[DATA Boundary: Start]

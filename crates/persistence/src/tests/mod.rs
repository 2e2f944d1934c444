// Copyright (C) 2026 Fred Clausen
// Use of this source code is governed by an MIT-style
// license that can be found in the LICENSE file or at
// https://opensource.org/licenses/MIT.

#![allow(clippy::expect_used, clippy::unwrap_used)]

mod transition_tests;

use confreview::{Command, State, TransitionResult, apply};
use confreview_audit::{Actor, Cause};
use confreview_domain::{Conference, ConferenceId, Contribution, ContributionId, UserId};

pub fn create_test_actor() -> Actor {
    Actor::new(String::from("prm-1"), String::from("user"))
}

pub fn create_test_cause() -> Cause {
    Cause::new(String::from("req-1"), String::from("Test operation"))
}

pub fn conference_id(id: &str) -> ConferenceId {
    ConferenceId::new(id).expect("valid conference id")
}

pub fn user(id: &str) -> UserId {
    UserId::new(id).expect("valid user id")
}

pub fn create_test_conference(id: &str) -> Conference {
    let mut conference: Conference = Conference::new(conference_id(id), "Test Conference");
    for number in ["1", "2"] {
        let contribution_id: ContributionId =
            ContributionId::new(number).expect("valid contribution id");
        conference.add_contribution(Contribution::new(
            contribution_id,
            &format!("Paper {number}"),
        ));
    }
    conference
}

/// Applies a command to a conference and returns the transition.
pub fn transition(conference: Conference, command: Command) -> TransitionResult {
    apply(
        &State::new(conference),
        command,
        create_test_actor(),
        create_test_cause(),
    )
    .expect("command should apply")
}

[DATA Boundary: End]

PROBLEM DETAILS:
For each line of the data that includes the word "apply", return a copy of it.

RESULT:
use confreview::{Command, State, TransitionResult, apply};
    apply(
    .expect("command should apply")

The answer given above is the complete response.